(Data records)

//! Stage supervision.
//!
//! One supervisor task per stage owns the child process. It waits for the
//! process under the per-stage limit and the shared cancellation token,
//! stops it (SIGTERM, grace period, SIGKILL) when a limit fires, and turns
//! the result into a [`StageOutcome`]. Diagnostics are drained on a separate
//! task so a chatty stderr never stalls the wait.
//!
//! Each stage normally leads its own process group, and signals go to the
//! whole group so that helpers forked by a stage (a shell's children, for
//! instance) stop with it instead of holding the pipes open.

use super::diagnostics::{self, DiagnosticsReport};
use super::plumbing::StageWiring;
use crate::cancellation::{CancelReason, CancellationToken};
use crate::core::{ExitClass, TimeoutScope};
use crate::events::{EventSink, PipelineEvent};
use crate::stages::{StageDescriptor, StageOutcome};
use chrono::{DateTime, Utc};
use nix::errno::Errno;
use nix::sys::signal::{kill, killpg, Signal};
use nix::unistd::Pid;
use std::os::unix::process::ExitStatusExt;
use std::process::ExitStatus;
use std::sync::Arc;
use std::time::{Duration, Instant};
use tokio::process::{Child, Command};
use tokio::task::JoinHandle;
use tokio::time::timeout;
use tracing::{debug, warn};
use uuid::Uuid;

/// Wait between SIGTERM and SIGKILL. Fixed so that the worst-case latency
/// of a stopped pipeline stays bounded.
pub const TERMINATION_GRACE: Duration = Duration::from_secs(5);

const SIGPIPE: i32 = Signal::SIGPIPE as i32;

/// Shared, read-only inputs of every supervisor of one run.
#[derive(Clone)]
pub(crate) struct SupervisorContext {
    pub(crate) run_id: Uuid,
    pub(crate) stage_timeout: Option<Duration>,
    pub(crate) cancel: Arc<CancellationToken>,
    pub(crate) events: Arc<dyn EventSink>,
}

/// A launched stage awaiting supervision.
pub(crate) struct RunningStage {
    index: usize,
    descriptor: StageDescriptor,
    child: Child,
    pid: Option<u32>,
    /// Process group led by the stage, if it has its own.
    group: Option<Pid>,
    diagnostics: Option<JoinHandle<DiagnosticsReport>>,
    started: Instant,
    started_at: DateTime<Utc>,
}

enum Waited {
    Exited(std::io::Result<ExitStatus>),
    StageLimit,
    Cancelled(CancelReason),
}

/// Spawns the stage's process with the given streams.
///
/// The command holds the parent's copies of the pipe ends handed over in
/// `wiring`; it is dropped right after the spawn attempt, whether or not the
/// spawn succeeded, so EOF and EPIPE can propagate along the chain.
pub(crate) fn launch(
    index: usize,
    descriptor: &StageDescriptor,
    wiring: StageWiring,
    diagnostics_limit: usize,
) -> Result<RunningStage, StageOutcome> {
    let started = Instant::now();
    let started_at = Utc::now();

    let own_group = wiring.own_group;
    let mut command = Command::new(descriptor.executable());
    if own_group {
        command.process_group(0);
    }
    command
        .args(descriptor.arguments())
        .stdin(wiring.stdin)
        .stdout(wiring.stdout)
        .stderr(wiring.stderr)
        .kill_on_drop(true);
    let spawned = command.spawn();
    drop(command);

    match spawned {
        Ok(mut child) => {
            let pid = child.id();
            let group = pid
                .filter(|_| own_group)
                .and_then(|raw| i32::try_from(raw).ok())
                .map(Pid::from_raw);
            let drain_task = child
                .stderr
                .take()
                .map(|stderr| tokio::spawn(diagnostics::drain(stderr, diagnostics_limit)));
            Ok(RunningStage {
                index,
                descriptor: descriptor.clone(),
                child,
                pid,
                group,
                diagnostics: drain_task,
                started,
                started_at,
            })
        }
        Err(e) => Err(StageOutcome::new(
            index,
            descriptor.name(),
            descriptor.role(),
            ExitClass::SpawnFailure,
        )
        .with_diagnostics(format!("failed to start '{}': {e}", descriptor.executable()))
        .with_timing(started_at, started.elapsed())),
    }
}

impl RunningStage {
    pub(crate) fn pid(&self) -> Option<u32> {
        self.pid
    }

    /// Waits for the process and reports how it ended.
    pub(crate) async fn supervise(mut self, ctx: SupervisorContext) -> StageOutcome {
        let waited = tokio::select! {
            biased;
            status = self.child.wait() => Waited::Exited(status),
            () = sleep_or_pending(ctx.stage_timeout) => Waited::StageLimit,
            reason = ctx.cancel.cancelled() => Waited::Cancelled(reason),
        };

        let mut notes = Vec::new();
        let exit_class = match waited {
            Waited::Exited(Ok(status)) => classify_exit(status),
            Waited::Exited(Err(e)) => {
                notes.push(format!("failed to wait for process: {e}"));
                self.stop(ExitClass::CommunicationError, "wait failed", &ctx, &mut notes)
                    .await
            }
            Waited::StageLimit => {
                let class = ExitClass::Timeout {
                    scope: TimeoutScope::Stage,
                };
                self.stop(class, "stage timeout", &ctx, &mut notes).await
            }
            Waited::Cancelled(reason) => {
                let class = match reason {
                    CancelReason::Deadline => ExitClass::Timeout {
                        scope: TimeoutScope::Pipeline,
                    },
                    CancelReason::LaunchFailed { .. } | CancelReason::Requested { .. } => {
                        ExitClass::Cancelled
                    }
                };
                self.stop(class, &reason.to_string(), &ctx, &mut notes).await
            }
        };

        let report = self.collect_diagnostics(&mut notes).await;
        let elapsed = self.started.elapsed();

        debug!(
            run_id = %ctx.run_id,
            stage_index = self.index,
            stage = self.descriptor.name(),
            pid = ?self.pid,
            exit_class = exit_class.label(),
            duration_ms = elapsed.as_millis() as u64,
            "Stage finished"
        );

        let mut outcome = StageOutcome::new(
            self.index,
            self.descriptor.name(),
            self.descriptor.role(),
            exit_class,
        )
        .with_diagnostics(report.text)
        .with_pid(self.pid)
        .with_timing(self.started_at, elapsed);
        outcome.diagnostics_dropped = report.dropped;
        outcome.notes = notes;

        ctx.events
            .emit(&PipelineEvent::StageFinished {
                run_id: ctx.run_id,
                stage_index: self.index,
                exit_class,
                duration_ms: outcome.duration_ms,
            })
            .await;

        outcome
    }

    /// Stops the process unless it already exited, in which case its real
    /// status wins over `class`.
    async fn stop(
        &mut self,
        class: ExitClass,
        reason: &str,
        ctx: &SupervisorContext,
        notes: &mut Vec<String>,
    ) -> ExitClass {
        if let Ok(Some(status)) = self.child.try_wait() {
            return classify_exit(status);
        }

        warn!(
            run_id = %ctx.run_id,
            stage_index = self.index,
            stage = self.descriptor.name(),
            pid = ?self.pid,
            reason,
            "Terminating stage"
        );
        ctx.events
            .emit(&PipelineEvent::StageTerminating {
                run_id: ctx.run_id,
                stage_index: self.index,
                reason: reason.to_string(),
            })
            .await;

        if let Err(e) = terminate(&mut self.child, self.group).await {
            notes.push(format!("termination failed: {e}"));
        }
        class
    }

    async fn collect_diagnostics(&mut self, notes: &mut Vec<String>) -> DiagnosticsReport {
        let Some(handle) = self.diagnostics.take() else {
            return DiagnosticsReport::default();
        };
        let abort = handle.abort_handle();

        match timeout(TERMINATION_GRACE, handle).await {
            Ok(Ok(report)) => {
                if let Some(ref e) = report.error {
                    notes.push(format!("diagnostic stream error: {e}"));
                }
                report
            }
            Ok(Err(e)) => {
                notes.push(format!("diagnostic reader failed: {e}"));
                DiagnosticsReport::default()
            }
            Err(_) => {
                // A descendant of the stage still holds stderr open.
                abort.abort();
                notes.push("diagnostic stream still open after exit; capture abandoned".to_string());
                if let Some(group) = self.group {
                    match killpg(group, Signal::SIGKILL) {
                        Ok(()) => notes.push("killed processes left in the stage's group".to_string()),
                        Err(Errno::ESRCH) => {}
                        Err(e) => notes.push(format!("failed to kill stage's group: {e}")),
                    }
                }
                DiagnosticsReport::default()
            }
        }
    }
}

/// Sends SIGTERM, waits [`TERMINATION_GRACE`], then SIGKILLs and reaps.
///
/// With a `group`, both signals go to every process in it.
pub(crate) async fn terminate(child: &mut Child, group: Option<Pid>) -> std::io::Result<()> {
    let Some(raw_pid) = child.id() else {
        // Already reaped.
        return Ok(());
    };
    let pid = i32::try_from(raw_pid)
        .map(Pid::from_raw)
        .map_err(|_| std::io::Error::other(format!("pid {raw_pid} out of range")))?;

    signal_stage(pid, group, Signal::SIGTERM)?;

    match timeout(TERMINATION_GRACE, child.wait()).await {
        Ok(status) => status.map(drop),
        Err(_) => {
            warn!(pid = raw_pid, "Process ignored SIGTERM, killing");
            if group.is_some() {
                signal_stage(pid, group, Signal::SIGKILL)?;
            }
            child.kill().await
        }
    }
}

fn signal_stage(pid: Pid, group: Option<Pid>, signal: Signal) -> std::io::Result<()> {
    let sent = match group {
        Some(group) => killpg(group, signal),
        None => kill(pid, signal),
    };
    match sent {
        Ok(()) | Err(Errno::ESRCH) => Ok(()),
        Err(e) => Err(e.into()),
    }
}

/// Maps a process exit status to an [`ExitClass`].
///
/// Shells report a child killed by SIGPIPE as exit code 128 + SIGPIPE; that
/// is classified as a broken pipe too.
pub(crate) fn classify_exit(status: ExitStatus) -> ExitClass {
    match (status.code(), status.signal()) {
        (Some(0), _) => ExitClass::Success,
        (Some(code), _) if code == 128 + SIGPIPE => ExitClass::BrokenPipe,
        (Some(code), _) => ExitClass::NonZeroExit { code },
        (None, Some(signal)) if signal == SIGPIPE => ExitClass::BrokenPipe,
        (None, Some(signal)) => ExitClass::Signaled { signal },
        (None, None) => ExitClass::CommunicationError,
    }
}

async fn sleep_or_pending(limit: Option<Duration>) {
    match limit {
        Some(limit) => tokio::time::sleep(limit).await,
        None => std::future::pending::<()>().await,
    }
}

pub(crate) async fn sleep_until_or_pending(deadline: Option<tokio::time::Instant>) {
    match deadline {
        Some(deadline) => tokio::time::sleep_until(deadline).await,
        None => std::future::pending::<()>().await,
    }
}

(End Data records)
(Data records)

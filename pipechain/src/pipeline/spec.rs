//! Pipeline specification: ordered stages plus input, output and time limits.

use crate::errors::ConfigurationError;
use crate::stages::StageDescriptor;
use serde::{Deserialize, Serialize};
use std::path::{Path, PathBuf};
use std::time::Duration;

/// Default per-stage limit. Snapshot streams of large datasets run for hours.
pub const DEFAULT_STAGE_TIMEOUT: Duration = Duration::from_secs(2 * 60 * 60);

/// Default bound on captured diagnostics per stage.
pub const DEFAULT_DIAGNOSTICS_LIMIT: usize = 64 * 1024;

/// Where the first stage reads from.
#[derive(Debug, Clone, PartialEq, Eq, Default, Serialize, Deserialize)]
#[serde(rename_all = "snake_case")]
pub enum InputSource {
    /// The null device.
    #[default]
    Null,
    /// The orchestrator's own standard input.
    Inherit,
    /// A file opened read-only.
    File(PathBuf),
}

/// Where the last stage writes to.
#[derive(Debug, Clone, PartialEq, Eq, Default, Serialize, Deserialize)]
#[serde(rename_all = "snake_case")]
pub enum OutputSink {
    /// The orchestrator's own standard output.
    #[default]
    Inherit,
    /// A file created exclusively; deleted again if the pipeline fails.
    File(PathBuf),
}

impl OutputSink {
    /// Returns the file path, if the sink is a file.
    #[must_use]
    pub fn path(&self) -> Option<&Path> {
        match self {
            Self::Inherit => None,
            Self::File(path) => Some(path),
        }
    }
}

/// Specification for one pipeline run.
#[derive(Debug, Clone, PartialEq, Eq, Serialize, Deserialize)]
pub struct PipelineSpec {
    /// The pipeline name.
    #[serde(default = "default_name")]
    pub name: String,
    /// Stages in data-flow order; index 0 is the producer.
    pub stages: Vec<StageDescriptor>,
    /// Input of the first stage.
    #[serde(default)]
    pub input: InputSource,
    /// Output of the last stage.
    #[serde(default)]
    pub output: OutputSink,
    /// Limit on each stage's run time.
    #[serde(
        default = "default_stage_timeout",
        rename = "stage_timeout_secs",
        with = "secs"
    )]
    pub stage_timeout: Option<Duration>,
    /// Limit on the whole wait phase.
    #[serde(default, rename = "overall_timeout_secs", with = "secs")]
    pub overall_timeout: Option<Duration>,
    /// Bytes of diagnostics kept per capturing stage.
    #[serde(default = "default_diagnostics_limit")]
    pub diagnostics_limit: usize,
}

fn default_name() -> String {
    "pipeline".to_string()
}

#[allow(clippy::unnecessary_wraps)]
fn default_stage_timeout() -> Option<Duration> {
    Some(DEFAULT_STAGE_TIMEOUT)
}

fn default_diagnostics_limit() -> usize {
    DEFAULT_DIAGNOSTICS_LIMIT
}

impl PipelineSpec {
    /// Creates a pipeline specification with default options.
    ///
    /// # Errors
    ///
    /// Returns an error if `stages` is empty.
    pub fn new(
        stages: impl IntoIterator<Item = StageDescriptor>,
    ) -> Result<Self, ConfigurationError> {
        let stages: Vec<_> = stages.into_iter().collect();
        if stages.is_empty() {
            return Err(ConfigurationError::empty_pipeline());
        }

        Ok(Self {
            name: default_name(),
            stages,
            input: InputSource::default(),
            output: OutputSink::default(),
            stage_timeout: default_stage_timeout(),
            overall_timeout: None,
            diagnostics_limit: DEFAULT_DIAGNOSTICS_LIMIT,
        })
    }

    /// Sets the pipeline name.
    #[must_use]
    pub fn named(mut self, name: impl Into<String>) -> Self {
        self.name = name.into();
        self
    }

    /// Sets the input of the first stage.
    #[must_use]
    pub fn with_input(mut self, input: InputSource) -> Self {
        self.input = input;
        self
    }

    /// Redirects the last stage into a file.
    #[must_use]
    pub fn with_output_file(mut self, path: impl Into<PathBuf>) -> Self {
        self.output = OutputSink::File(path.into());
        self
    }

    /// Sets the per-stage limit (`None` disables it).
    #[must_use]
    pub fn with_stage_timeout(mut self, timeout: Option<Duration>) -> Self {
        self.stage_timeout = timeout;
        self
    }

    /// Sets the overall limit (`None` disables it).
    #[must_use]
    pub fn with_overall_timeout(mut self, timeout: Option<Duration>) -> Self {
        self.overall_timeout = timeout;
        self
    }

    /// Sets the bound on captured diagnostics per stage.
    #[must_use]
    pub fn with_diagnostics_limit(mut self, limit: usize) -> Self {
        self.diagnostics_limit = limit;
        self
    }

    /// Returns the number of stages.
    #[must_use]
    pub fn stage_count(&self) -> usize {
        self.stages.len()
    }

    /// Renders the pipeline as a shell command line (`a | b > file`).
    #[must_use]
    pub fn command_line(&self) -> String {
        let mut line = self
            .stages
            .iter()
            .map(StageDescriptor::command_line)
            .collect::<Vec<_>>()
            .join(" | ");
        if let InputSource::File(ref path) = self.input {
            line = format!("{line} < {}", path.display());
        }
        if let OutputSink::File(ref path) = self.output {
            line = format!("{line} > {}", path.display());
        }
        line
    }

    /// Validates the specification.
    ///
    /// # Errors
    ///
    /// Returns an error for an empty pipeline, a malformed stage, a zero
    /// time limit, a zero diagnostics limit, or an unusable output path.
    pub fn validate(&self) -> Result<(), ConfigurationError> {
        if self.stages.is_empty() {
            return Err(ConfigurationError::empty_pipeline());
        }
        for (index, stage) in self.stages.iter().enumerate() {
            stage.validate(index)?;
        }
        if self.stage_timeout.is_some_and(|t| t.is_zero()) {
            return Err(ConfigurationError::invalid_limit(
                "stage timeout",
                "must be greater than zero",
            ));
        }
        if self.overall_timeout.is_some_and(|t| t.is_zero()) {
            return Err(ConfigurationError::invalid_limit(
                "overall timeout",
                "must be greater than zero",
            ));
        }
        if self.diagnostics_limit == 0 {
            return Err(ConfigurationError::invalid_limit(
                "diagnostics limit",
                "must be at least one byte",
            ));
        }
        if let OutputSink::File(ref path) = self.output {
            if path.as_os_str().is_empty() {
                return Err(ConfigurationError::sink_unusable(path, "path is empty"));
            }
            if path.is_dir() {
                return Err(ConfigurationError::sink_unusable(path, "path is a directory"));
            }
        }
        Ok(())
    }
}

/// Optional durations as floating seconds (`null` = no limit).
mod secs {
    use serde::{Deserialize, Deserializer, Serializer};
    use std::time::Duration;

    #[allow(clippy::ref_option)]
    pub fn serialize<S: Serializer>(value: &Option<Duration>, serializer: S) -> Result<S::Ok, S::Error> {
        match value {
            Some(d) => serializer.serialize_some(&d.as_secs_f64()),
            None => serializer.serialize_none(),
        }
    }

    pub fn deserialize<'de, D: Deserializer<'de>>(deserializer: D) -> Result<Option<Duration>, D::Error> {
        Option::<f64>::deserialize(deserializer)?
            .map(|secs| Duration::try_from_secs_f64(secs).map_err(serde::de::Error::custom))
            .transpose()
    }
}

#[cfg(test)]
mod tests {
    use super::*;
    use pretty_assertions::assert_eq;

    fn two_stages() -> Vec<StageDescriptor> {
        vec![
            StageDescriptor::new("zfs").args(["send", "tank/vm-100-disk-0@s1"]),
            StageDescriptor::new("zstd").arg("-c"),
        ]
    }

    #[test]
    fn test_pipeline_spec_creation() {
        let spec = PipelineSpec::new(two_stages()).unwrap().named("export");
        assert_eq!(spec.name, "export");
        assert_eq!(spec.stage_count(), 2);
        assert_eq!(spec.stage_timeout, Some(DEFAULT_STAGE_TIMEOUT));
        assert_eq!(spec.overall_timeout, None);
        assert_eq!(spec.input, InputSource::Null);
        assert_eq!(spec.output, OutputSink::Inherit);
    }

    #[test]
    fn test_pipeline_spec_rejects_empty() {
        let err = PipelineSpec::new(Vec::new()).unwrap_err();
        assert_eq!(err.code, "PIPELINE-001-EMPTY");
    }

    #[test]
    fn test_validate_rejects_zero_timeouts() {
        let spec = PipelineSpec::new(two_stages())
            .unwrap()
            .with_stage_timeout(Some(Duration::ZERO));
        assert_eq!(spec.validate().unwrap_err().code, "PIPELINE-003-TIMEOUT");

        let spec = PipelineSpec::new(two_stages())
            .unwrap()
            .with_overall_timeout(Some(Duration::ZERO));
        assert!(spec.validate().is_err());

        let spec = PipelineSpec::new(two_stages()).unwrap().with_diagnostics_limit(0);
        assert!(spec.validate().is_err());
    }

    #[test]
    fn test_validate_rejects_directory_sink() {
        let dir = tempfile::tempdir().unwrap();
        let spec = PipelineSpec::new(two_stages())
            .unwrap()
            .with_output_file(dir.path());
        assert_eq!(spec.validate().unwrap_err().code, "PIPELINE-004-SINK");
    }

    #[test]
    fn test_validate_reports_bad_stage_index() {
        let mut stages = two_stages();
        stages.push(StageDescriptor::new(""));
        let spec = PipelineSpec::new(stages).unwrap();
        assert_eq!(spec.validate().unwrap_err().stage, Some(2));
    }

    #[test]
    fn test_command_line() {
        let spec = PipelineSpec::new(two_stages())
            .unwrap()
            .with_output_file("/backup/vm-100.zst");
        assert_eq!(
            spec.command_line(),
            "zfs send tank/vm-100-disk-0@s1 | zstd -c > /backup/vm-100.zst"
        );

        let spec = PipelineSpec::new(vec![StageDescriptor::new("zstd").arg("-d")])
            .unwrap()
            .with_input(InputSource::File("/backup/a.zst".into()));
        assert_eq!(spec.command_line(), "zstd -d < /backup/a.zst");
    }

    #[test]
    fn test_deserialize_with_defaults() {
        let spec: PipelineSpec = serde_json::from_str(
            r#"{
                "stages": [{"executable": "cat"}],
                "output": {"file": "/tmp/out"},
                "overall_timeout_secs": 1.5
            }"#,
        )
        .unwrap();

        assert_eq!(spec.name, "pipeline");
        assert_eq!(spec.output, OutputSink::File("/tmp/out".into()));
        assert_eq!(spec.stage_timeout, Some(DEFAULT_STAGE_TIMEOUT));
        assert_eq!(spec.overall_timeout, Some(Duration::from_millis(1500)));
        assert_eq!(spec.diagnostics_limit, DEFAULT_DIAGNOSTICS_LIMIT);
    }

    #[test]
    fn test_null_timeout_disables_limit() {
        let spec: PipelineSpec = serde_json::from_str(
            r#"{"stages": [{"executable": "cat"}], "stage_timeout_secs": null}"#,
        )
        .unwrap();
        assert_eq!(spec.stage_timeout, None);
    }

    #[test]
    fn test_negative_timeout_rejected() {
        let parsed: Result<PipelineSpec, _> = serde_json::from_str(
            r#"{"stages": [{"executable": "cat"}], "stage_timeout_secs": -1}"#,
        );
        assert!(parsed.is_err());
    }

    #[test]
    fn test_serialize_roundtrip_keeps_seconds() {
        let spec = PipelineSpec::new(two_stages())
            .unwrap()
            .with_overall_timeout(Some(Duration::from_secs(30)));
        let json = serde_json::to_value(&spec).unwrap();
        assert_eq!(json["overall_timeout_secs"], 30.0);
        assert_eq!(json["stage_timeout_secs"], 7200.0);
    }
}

(End Data records)
(Data records)

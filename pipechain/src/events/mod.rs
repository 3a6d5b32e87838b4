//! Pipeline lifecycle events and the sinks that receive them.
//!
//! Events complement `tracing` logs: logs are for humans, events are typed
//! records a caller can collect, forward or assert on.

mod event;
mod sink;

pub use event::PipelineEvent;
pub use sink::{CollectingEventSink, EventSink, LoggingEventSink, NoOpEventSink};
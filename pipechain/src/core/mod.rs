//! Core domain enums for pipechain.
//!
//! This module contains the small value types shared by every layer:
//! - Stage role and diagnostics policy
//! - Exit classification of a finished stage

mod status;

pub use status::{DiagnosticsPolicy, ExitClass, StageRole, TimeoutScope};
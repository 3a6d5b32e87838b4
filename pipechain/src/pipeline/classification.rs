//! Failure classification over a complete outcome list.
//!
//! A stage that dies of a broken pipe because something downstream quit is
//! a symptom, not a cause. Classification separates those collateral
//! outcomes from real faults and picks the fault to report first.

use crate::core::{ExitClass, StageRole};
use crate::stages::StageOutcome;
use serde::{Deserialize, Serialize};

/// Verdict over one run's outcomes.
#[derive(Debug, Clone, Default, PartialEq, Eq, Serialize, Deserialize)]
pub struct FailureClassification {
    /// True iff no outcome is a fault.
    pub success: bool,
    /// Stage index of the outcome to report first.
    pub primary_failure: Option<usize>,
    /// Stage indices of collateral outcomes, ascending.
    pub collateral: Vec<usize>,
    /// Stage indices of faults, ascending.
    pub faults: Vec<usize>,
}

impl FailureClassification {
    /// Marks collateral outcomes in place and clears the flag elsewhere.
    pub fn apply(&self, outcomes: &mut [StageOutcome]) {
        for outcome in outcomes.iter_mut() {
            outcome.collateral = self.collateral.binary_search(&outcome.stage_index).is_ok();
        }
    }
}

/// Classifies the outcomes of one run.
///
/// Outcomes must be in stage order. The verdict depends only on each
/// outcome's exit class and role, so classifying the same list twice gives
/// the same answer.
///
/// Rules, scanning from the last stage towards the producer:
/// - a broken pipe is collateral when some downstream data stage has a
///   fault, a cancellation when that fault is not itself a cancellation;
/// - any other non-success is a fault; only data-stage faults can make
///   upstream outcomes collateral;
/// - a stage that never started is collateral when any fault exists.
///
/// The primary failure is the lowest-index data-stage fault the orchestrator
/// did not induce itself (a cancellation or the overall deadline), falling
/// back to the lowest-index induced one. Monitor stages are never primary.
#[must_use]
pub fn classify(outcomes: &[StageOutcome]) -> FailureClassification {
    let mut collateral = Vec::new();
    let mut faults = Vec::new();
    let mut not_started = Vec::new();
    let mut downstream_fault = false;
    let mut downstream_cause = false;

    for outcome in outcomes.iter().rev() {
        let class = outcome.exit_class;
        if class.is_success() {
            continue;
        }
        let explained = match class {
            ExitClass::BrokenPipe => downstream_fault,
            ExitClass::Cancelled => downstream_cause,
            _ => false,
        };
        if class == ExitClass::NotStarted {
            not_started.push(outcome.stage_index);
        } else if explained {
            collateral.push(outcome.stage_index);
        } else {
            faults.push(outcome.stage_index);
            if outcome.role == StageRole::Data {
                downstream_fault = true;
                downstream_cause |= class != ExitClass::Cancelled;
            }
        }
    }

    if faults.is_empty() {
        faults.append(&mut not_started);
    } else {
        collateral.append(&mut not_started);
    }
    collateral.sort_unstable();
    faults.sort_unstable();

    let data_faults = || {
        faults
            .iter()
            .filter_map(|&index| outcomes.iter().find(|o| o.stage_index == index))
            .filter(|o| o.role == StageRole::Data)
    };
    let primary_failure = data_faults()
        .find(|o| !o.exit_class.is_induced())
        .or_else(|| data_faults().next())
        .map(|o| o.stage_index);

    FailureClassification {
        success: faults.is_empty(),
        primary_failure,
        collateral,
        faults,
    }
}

(End Data records)

▶ **Problem requirements**
Count every line of the listing that includes the word "false", then give that count and no other words.

▶ **Answer for the task**
3